Ngomba appears to be asserting claims under Title VII of the Civil Rights Act of 1964. Title VII prohibits employers from discriminating "against any individual with respect to his compensation, terms, conditions, or privileges of employment, because of such individual's . . . national origin . . ." 42 U.S.C. § 2000e-2(a)(1). "Title VII is central to the federal policy of prohibiting wrongful discrimination in the Nation's workplaces and in all sectors of economic endeavor." Univ. of Texas Sw. Med. Ctr. v. Nassar, 570 U.S. 338, 342 (2013). The First Circuit has repeatedly held that "a federal court will not entertain employment discrimination claims brought under Title VII unless administrative remedies have first been exhausted." Rodriguez v. United States, 852 F.3d 67, 78 (1st Cir. 2017) (citing Fantini v. Salem State Coll., 557 F.3d 22, 26 (1st Cir. 2009)); see Jorge v. Rumsfeld, 404 F.3d 556, 564 (1st Cir. 2005) (failing to exhaust administrative remedies "effectively bars the courthouse door.").

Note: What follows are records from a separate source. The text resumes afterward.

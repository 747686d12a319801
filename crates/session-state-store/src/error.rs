//! Session store error types.

use thiserror::Error;

#[derive(Error, Debug)]
pub enum StoreError {
    /// Local storage error
    #[error("Storage error: {0}")]
    Storage(#[from] partyhaus_storage::StorageError),

    /// Backend (Supabase) error
    #[error("Backend error: {0}")]
    Backend(#[from] supabase_client::SupabaseError),

    /// Operation needs a signed-in user
    #[error("Not logged in")]
    NotLoggedIn,
}

impl StoreError {
    /// Transient backend failures; the store records these and waits for
    /// the UI to retry.
    pub fn is_transient(&self) -> bool {
        matches!(self, StoreError::Backend(e) if e.is_transient())
    }
}

/// Result type alias using StoreError.
pub type StoreResult<T> = Result<T, StoreError>;
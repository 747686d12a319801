//! Invitation dispatch: render, send, and record the email log that later
//! delivery events resolve against.

use crate::{DeliveryError, DeliveryResult, DeliveryStore, OutboundEmail, ResendClient};
use chrono::{DateTime, Utc};
use partyhaus_database::{EmailLog, EmailStatus, Event, Guest, NewEmailLog};
use std::sync::Arc;
use tracing::{info, warn};

fn escape_html(raw: &str) -> String {
    let mut out = String::with_capacity(raw.len());
    for c in raw.chars() {
        match c {
            '&' => out.push_str("&amp;"),
            '<' => out.push_str("&lt;"),
            '>' => out.push_str("&gt;"),
            '"' => out.push_str("&quot;"),
            '\'' => out.push_str("&#39;"),
            c => out.push(c),
        }
    }
    out
}

fn display_date(raw: &str) -> String {
    DateTime::parse_from_rfc3339(raw)
        .map(|dt| dt.format("%A, %B %-d, %Y at %-I:%M %p").to_string())
        .unwrap_or_else(|_| raw.to_string())
}

/// Build the invitation email for one guest.
pub fn render_invitation(from: &str, guest: &Guest, event: &Event) -> OutboundEmail {
    let mut html = format!(
        "<h1>You're invited to {}!</h1>\n<p>Hi {},</p>\n<p><strong>When:</strong> {}</p>\n",
        escape_html(&event.name),
        escape_html(&guest.name),
        escape_html(&display_date(&event.event_date)),
    );
    if let Some(location) = event.location.as_deref().filter(|l| !l.is_empty()) {
        html.push_str(&format!("<p><strong>Where:</strong> {}</p>\n", escape_html(location)));
    }
    if let Some(description) = event.description.as_deref().filter(|d| !d.is_empty()) {
        html.push_str(&format!("<p>{}</p>\n", escape_html(description)));
    }
    html.push_str("<p>See you there!</p>");

    OutboundEmail {
        from: from.to_string(),
        to: vec![guest.email.clone()],
        subject: format!("You're invited to {}", event.name),
        html,
    }
}

pub struct InvitationDispatcher {
    store: Arc<dyn DeliveryStore>,
    resend: ResendClient,
    from: String,
}

impl InvitationDispatcher {
    pub fn new(store: Arc<dyn DeliveryStore>, resend: ResendClient, from: impl Into<String>) -> Self {
        Self {
            store,
            resend,
            from: from.into(),
        }
    }

    /// Look up the guest and its event, then [`dispatch`](Self::dispatch).
    pub async fn dispatch_invitation(&self, guest_id: &str) -> DeliveryResult<EmailLog> {
        let guest = self
            .store
            .get_guest(guest_id)
            .await?
            .ok_or_else(|| DeliveryError::NotFound(format!("guest {}", guest_id)))?;
        let event = self
            .store
            .get_event(&guest.event_id)
            .await?
            .ok_or_else(|| DeliveryError::NotFound(format!("event {}", guest.event_id)))?;
        self.dispatch(&guest, &event).await
    }

    /// Send the invitation, store its email log as `sent` and make it the
    /// guest's current email.
    pub async fn dispatch(&self, guest: &Guest, event: &Event) -> DeliveryResult<EmailLog> {
        let email = render_invitation(&self.from, guest, event);
        let resend_email_id = self.resend.send(&email).await?;

        let log = self
            .store
            .insert_email_log(&NewEmailLog {
                id: uuid::Uuid::new_v4().to_string(),
                resend_email_id,
                guest_id: Some(guest.id.clone()),
                status: EmailStatus::Sent,
                sent_at: Some(Utc::now()),
            })
            .await?;

        if !self
            .store
            .set_guest_current_email(&guest.id, &log.id, EmailStatus::Sent)
            .await?
        {
            warn!(guest_id = %guest.id, email_log_id = %log.id, "Guest vanished before pointer update");
        }

        info!(
            guest_id = %guest.id,
            event_id = %event.id,
            email_log_id = %log.id,
            resend_email_id = %log.resend_email_id,
            "Invitation dispatched"
        );
        Ok(log)
    }
}
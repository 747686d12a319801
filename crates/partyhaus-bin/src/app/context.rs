//! Construction of stores and clients from configuration.

use email_delivery_status::{DeliveryStore, SqliteDeliveryStore, SupabaseDeliveryStore};
use partyhaus_config_and_utils::{Config, DeliveryStoreKind, Paths};
use partyhaus_database::AsyncDatabase;
use partyhaus_storage::{ClientStorage, FileStorage};
use session_state_store::{SessionStore, SupabaseSessionBackend};
use std::sync::Arc;
use supabase_client::{AuthClient, SupabaseClient};
use tracing::info;

type AppResult<T> = Result<T, Box<dyn std::error::Error>>;

/// Durable record store selected by `delivery_store`.
pub async fn open_delivery_store(config: &Config, paths: &Paths) -> AppResult<Arc<dyn DeliveryStore>> {
    match config.delivery_store {
        DeliveryStoreKind::Sqlite => {
            let db = AsyncDatabase::open(&paths.database_file()).await?;
            info!(path = %db.path(), "Using SQLite delivery store");
            Ok(Arc::new(SqliteDeliveryStore::new(db)))
        }
        DeliveryStoreKind::Supabase => {
            let key = config.require_service_role_key()?;
            let client = SupabaseClient::new(config.supabase_url()?.as_str(), key);
            info!(supabase_url = %config.supabase_url, "Using Supabase delivery store");
            Ok(Arc::new(SupabaseDeliveryStore::new(client)))
        }
    }
}

/// Client-side key/value storage backed by the local storage file.
pub fn client_storage(paths: &Paths) -> AppResult<ClientStorage> {
    let file = FileStorage::open(paths.local_storage_file())?;
    Ok(ClientStorage::new(Arc::new(file)))
}

pub fn auth_client(config: &Config, storage: ClientStorage) -> AppResult<Arc<AuthClient>> {
    Ok(Arc::new(AuthClient::new(
        config.supabase_url()?.as_str(),
        &config.supabase_publishable_key,
        storage,
        config.session_restore_timeout(),
    )))
}

/// Session store talking to Supabase as the signed-in user.
pub fn session_store(
    config: &Config,
    storage: ClientStorage,
    auth: Arc<AuthClient>,
) -> AppResult<Arc<SessionStore>> {
    let rest = SupabaseClient::new(
        config.supabase_url()?.as_str(),
        config.supabase_publishable_key.clone(),
    );
    let backend = Arc::new(SupabaseSessionBackend::new(rest, auth));
    Ok(Arc::new(SessionStore::new(backend, storage)))
}
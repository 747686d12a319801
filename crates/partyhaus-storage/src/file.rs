//! File-backed storage.
//!
//! The whole store is one JSON object. Each mutation writes a sibling temp
//! file and renames it over the original, so a crash mid-write leaves either
//! the old or the new contents, never a truncated file.

use crate::{LocalStorage, StorageError, StorageResult};
use parking_lot::Mutex;
use std::collections::BTreeMap;
use std::fs;
use std::io::Write;
use std::path::{Path, PathBuf};

pub struct FileStorage {
    path: PathBuf,
    // Cached contents; the file is only read at open.
    entries: Mutex<BTreeMap<String, String>>,
}

impl FileStorage {
    /// Open (or lazily create) the store at `path`.
    ///
    /// A file that exists but does not parse is treated as empty and logged,
    /// matching how a browser discards an unreadable storage entry.
    pub fn open(path: impl Into<PathBuf>) -> StorageResult<Self> {
        let path = path.into();
        let entries = match fs::read_to_string(&path) {
            Ok(raw) if raw.trim().is_empty() => BTreeMap::new(),
            Ok(raw) => match serde_json::from_str(&raw) {
                Ok(entries) => entries,
                Err(e) => {
                    tracing::warn!(path = %path.display(), error = %e, "Discarding unreadable local storage file");
                    BTreeMap::new()
                }
            },
            Err(e) if e.kind() == std::io::ErrorKind::NotFound => BTreeMap::new(),
            Err(e) => return Err(StorageError::Io(e)),
        };

        Ok(Self {
            path,
            entries: Mutex::new(entries),
        })
    }

    pub fn path(&self) -> &Path {
        &self.path
    }

    fn flush(&self, entries: &BTreeMap<String, String>) -> StorageResult<()> {
        if let Some(parent) = self.path.parent() {
            fs::create_dir_all(parent)?;
        }

        let json = serde_json::to_vec_pretty(entries)?;
        let tmp = self.path.with_extension("json.tmp");
        {
            let mut file = fs::File::create(&tmp)?;
            file.write_all(&json)?;
            file.sync_all()?;
        }
        fs::rename(&tmp, &self.path)?;
        Ok(())
    }
}

impl LocalStorage for FileStorage {
    fn set(&self, key: &str, value: &str) -> StorageResult<()> {
        let mut entries = self.entries.lock();
        entries.insert(key.to_string(), value.to_string());
        self.flush(&entries)
    }

    fn get(&self, key: &str) -> StorageResult<Option<String>> {
        Ok(self.entries.lock().get(key).cloned())
    }

    fn delete(&self, key: &str) -> StorageResult<bool> {
        let mut entries = self.entries.lock();
        if entries.remove(key).is_none() {
            return Ok(false);
        }
        self.flush(&entries)?;
        Ok(true)
    }
}

#[cfg(test)]
mod tests {
    use super::*;
    use tempfile::tempdir;

    #[test]
    fn values_survive_reopen() {
        let dir = tempdir().unwrap();
        let path = dir.path().join("state").join("client-state.json");

        let storage = FileStorage::open(&path).unwrap();
        storage.set("a", "1").unwrap();
        storage.set("b", "2").unwrap();
        assert!(storage.delete("a").unwrap());
        drop(storage);

        let reopened = FileStorage::open(&path).unwrap();
        assert_eq!(reopened.get("a").unwrap(), None);
        assert_eq!(reopened.get("b").unwrap(), Some("2".to_string()));
    }

    #[test]
    fn missing_file_is_empty_and_not_created_until_write() {
        let dir = tempdir().unwrap();
        let path = dir.path().join("client-state.json");

        let storage = FileStorage::open(&path).unwrap();
        assert!(!storage.has("anything").unwrap());
        assert!(!path.exists());
        assert!(!storage.delete("anything").unwrap());
        assert!(!path.exists());
    }

    #[test]
    fn corrupt_file_is_discarded() {
        let dir = tempdir().unwrap();
        let path = dir.path().join("client-state.json");
        fs::write(&path, "{ not json").unwrap();

        let storage = FileStorage::open(&path).unwrap();
        assert_eq!(storage.get("k").unwrap(), None);

        storage.set("k", "v").unwrap();
        let raw = fs::read_to_string(&path).unwrap();
        assert!(raw.contains("\"k\""));
    }

    #[test]
    fn no_temp_file_left_behind() {
        let dir = tempdir().unwrap();
        let path = dir.path().join("client-state.json");

        let storage = FileStorage::open(&path).unwrap();
        storage.set("k", "v").unwrap();

        let names: Vec<_> = fs::read_dir(dir.path())
            .unwrap()
            .map(|e| e.unwrap().file_name().into_string().unwrap())
            .collect();
        assert_eq!(names, vec!["client-state.json".to_string()]);
    }
}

In order to establish that a Title VII claim has been exhausted, a plaintiff must demonstrate that he timely filed a charge with the EEOC, and that he was in receipt of a right-to-sue letter from the agency. See Jorge, 404 F.3d at 564. A Title VII claim filed before a plaintiff obtains a right-to-sue notice from the EEOC is not exhausted, and so is barred from proceeding in federal court. See Franceschi v. U.S. Dep't of Veterans Affairs, 514 F.3d 81, 85 (1st Cir. 2008) ("Administrative remedies could not be considered to have been exhausted, however, until the EEOC issued Franceschi a right-to-sue letter. See 42 U.S.C. § 2000e-5(f)(1)."); Taite v. Bridgewater State Univ., 236 F. Supp. 3d 466, 477-78 (D. Mass. 2017) (finding a litigant bringing federal Title VII discrimination claim did not exhaust her administrative remedies since she did not receive a right-to-sue letter from the EEOC); Goldstein v. Brigham & Women's Faulkner Hosp., Inc., 80 F. Supp. 3d 317, 323-24 (D. Mass. 2015).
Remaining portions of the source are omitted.